## Task brief
Please write out, exactly as given, every line of the entries below up to and including the line with "everything echoed back".

[Stored data entries]
/---
//! Relay end-to-end tests: public port -> session -> local service

use std::time::Duration;

use backhaul_e2e::{wait_until, ServiceBehavior, TestLocalService, TestRelayHost, TestTunnel};
use backhaul_relay::{RelayOptions, ServeOptions, SessionError, SessionLifecycle, SessionState, TransportError};
use futures_util::future::join_all;
use tokio::io::{AsyncReadExt, AsyncWriteExt};
use tokio::net::{TcpListener, TcpStream};

const WAIT: Duration = Duration::from_secs(5);

fn init_test() {
    let _ = tracing_subscriber::fmt()
        .with_env_filter("backhaul_relay=debug,backhaul_e2e=debug")
        .with_test_writer()
        .try_init();
}

/// Port with nothing listening on it
async fn unused_port() -> u16 {
    let listener = TcpListener::bind("127.0.0.1:0").await.unwrap();
    listener.local_addr().unwrap().port()
}

/// Expect the peer to close: EOF or a reset both count
async fn expect_closed(stream: &mut TcpStream) {
    let mut buf = [0u8; 16];
    let read = tokio::time::timeout(WAIT, stream.read(&mut buf))
        .await
        .expect("Stream was not closed in time");
    if let Ok(n) = read {
        assert_eq!(n, 0, "Unexpected data: {:?}", &buf[..n]);
    }
}

/// Send `payload` with a concurrent writer and collect everything echoed back
async fn echo_round_trip(host: &TestRelayHost, payload: Vec<u8>) -> Vec<u8> {
    let stream = TcpStream::connect(host.public_addr()).await.unwrap();
    let (mut reader, mut writer) = stream.into_split();

    let write = tokio::spawn(async move {
        writer.write_all(&payload).await.unwrap();
        writer.shutdown().await.unwrap();
    });

    let mut echoed = Vec::new();
    tokio::time::timeout(WAIT, reader.read_to_end(&mut echoed))
        .await
        .expect("Echo timed out")
        .unwrap();
    write.await.unwrap();
    echoed
}

fn pattern(len: usize, seed: u8) -> Vec<u8> {
    (0..len)
        .map(|i| ((i * 31) as u8).wrapping_add(seed))
        .collect()
}

#[tokio::test]
async fn test_ping_pong() {
    init_test();

    let service = TestLocalService::start_with(ServiceBehavior::Reply(b"PONG".to_vec())).await;
    let host = TestRelayHost::start().await;
    let tunnel = TestTunnel::start(&host, service.port(), ServeOptions::default()).await;
    assert_eq!(tunnel.state(), SessionState::Serving);

    let mut client = TcpStream::connect(host.public_addr()).await.unwrap();
    client.write_all(b"PING").await.unwrap();

    let mut buf = [0u8; 4];
    tokio::time::timeout(WAIT, client.read_exact(&mut buf))
        .await
        .expect("No reply")
        .unwrap();
    assert_eq!(&buf, b"PONG");

    // Service closes after replying; the close reaches the client
    expect_closed(&mut client).await;
    drop(client);

    assert!(wait_until(WAIT, || tunnel.metrics.active_pairs() == 0).await);
    let served = service.served();
    assert_eq!(served.len(), 1);
    assert_eq!(served[0].received, b"PING");
}

#[tokio::test]
async fn test_local_service_down_closes_remote() {
    init_test();

    let host = TestRelayHost::start().await;
    let tunnel = TestTunnel::start(&host, unused_port().await, ServeOptions::default()).await;

    for _ in 0..2 {
        let mut client = TcpStream::connect(host.public_addr()).await.unwrap();
        expect_closed(&mut client).await;
    }

    assert!(wait_until(WAIT, || tunnel.metrics.snapshot().dial_failures == 2).await);
    assert!(wait_until(WAIT, || tunnel.metrics.active_pairs() == 0).await);
    assert_eq!(tunnel.state(), SessionState::Serving);
}

#[tokio::test]
async fn test_transport_termination_leaves_pairs_draining() {
    init_test();

    let service = TestLocalService::start().await;
    let host = TestRelayHost::start().await;
    let tunnel = TestTunnel::start(&host, service.port(), ServeOptions::default()).await;
    let mut states = tunnel.states.clone();

    let mut client = TcpStream::connect(host.public_addr()).await.unwrap();
    client.write_all(b"before").await.unwrap();
    let mut buf = [0u8; 6];
    client.read_exact(&mut buf).await.unwrap();
    assert_eq!(&buf, b"before");

    host.terminate().await;

    let result = tokio::time::timeout(WAIT, tunnel.join())
        .await
        .expect("Session did not end");
    assert!(matches!(result, Err(SessionError::ListenerClosed(_))));
    states
        .wait_for(|s| *s == SessionState::Terminated)
        .await
        .unwrap();

    // The pair accepted before termination is independent of the session
    client.write_all(b"after!").await.unwrap();
    client.read_exact(&mut buf).await.unwrap();
    assert_eq!(&buf, b"after!");
}

#[tokio::test]
async fn test_byte_fidelity_large_payload() {
    init_test();

    let service = TestLocalService::start().await;
    let host = TestRelayHost::start().await;
    let tunnel = TestTunnel::start(&host, service.port(), ServeOptions::default()).await;

    let payload = pattern(256 * 1024, 7);
    let echoed = echo_round_trip(&host, payload.clone()).await;
    assert_eq!(echoed.len(), payload.len());
    assert_eq!(echoed, payload);

    assert!(wait_until(WAIT, || tunnel.metrics.active_pairs() == 0).await);
    let snapshot = tunnel.metrics.snapshot();
    assert_eq!(snapshot.bytes_remote_to_local, payload.len() as u64);
    assert_eq!(snapshot.bytes_local_to_remote, payload.len() as u64);
}

#[tokio::test]
async fn test_concurrent_connections_do_not_cross_talk() {
    init_test();

    let service = TestLocalService::start().await;
    let host = TestRelayHost::start().await;
    let tunnel = TestTunnel::start(&host, service.port(), ServeOptions::default()).await;

    let payloads: Vec<Vec<u8>> = (0..8u8)
        .map(|i| {
            let mut data = format!("client-{}:", i).into_bytes();
            data.extend(pattern(16 * 1024, i));
            data
        })
        .collect();

    let results = join_all(
        payloads
            .iter()
            .cloned()
            .map(|payload| echo_round_trip(&host, payload)),
    )
    .await;

    for (sent, echoed) in payloads.iter().zip(results) {
        assert_eq!(&echoed, sent);
    }

    assert!(wait_until(WAIT, || tunnel.metrics.active_pairs() == 0).await);
    assert_eq!(tunnel.metrics.snapshot().accepted, 8);
}

#[tokio::test]
async fn test_no_pairs_leak_after_many_connections() {
    init_test();

    let service = TestLocalService::start().await;
    let host = TestRelayHost::start().await;
    let tunnel = TestTunnel::start(&host, service.port(), ServeOptions::default()).await;

    for i in 0..20u8 {
        let echoed = echo_round_trip(&host, vec![i; 64]).await;
        assert_eq!(echoed, vec![i; 64]);
    }

    assert!(wait_until(WAIT, || tunnel.metrics.active_pairs() == 0).await);
    let snapshot = tunnel.metrics.snapshot();
    assert_eq!(snapshot.accepted, 20);
    assert_eq!(snapshot.completed_pairs, 20);
    assert!(wait_until(WAIT, || service.served_count() == 20).await);
}

#[tokio::test]
async fn test_half_close_delivers_trailing_data() {
    init_test();

    let service = TestLocalService::start_with(ServiceBehavior::DelayedTrailer {
        delay: Duration::from_millis(200),
        reply: b"trailer".to_vec(),
    })
    .await;
    let host = TestRelayHost::start().await;
    let _tunnel = TestTunnel::start(&host, service.port(), ServeOptions::default()).await;

    let mut client = TcpStream::connect(host.public_addr()).await.unwrap();
    client.write_all(b"request").await.unwrap();
    client.shutdown().await.unwrap();

    let mut reply = Vec::new();
    tokio::time::timeout(WAIT, client.read_to_end(&mut reply))
        .await
        .expect("Trailer never arrived")
        .unwrap();
    assert_eq!(reply, b"trailer");

    assert!(wait_until(WAIT, || service.served_count() == 1).await);
    assert_eq!(service.served()[0].received, b"request");
}

#[tokio::test]
async fn test_local_close_ends_pair_while_client_stays_open() {
    init_test();

    let service = TestLocalService::start_with(ServiceBehavior::Greet(b"bye".to_vec())).await;
    let host = TestRelayHost::start().await;
    let tunnel = TestTunnel::start(&host, service.port(), ServeOptions::default()).await;

    let mut client = TcpStream::connect(host.public_addr()).await.unwrap();
    let mut greeting = Vec::new();
    tokio::time::timeout(WAIT, client.read_to_end(&mut greeting))
        .await
        .expect("Greeting never arrived")
        .unwrap();
    assert_eq!(greeting, b"bye");

    // The client never closes its side; the pair must still be released
    assert!(wait_until(Duration::from_secs(2), || tunnel.metrics.active_pairs() == 0).await);
    assert_eq!(tunnel.metrics.snapshot().completed_pairs, 1);
    drop(client);
}

#[tokio::test]
async fn test_transient_accept_error_keeps_serving() {
    init_test();

    let service = TestLocalService::start().await;
    let host = TestRelayHost::start().await;
    let tunnel = TestTunnel::start(&host, service.port(), ServeOptions::default()).await;

    host.inject_accept_error("connection reset before accept").await;

    let echoed = echo_round_trip(&host, b"still here".to_vec()).await;
    assert_eq!(echoed, b"still here");

    assert!(wait_until(WAIT, || tunnel.metrics.snapshot().accept_errors == 1).await);
    assert_eq!(tunnel.state(), SessionState::Serving);
}

#[tokio::test]
async fn test_idle_pair_is_closed() {
    init_test();

    let service = TestLocalService::start_with(ServiceBehavior::Drain).await;
    let host = TestRelayHost::start().await;
    let options = ServeOptions {
        relay: RelayOptions {
            idle_timeout: Some(Duration::from_millis(200)),
            ..RelayOptions::default()
        },
        ..ServeOptions::default()
    };
    let tunnel = TestTunnel::start(&host, service.port(), options).await;

    let mut client = TcpStream::connect(host.public_addr()).await.unwrap();
    expect_closed(&mut client).await;

    assert!(wait_until(WAIT, || tunnel.metrics.snapshot().idle_timeouts == 1).await);
}

#[tokio::test]
async fn test_max_connections_applies_backpressure() {
    init_test();

    let service = TestLocalService::start().await;
    let host = TestRelayHost::start().await;
    let options = ServeOptions {
        max_connections: Some(1),
        ..ServeOptions::default()
    };
    let tunnel = TestTunnel::start(&host, service.port(), options).await;

    let mut first = TcpStream::connect(host.public_addr()).await.unwrap();
    first.write_all(b"one").await.unwrap();
    let mut buf = [0u8; 3];
    first.read_exact(&mut buf).await.unwrap();

    // Waits for a free slot instead of being rejected
    let mut second = TcpStream::connect(host.public_addr()).await.unwrap();
    second.write_all(b"two").await.unwrap();
    let early = tokio::time::timeout(Duration::from_millis(300), second.read_exact(&mut buf)).await;
    assert!(early.is_err(), "Second connection was served while the first was active");
    assert_eq!(tunnel.metrics.active_pairs(), 1);

    drop(first);

    tokio::time::timeout(WAIT, second.read_exact(&mut buf))
        .await
        .expect("Second connection never served")
        .unwrap();
    assert_eq!(&buf, b"two");
}

#[tokio::test]
async fn test_shutdown_terminates_session() {
    init_test();

    let service = TestLocalService::start().await;
    let host = TestRelayHost::start().await;
    let tunnel = TestTunnel::start(&host, service.port(), ServeOptions::default()).await;
    let mut states = tunnel.states.clone();

    tunnel.shutdown.cancel();
    let result = tokio::time::timeout(WAIT, tunnel.join())
        .await
        .expect("Session did not stop");
    assert!(result.is_ok());
    states
        .wait_for(|s| *s == SessionState::Terminated)
        .await
        .unwrap();
}

#[tokio::test]
async fn test_refused_listen_terminates_session() {
    init_test();

    let host = TestRelayHost::refusing().await;
    let mut session = SessionLifecycle::new(host.transport());

    let err = session
        .establish("0.0.0.0", host.public_port())
        .await
        .unwrap_err();
    assert!(matches!(
        err,
        SessionError::Transport(TransportError::ListenRefused { .. })
    ));
    assert_eq!(session.state(), SessionState::Terminated);
}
\---
## Solution for this exercise
//! Relay end-to-end tests: public port -> session -> local service

use std::time::Duration;

use backhaul_e2e::{wait_until, ServiceBehavior, TestLocalService, TestRelayHost, TestTunnel};
use backhaul_relay::{RelayOptions, ServeOptions, SessionError, SessionLifecycle, SessionState, TransportError};
use futures_util::future::join_all;
use tokio::io::{AsyncReadExt, AsyncWriteExt};
use tokio::net::{TcpListener, TcpStream};

const WAIT: Duration = Duration::from_secs(5);

fn init_test() {
    let _ = tracing_subscriber::fmt()
        .with_env_filter("backhaul_relay=debug,backhaul_e2e=debug")
        .with_test_writer()
        .try_init();
}

/// Port with nothing listening on it
async fn unused_port() -> u16 {
    let listener = TcpListener::bind("127.0.0.1:0").await.unwrap();
    listener.local_addr().unwrap().port()
}

/// Expect the peer to close: EOF or a reset both count
async fn expect_closed(stream: &mut TcpStream) {
    let mut buf = [0u8; 16];
    let read = tokio::time::timeout(WAIT, stream.read(&mut buf))
        .await
        .expect("Stream was not closed in time");
    if let Ok(n) = read {
        assert_eq!(n, 0, "Unexpected data: {:?}", &buf[..n]);
    }
}

/// Send `payload` with a concurrent writer and collect everything echoed back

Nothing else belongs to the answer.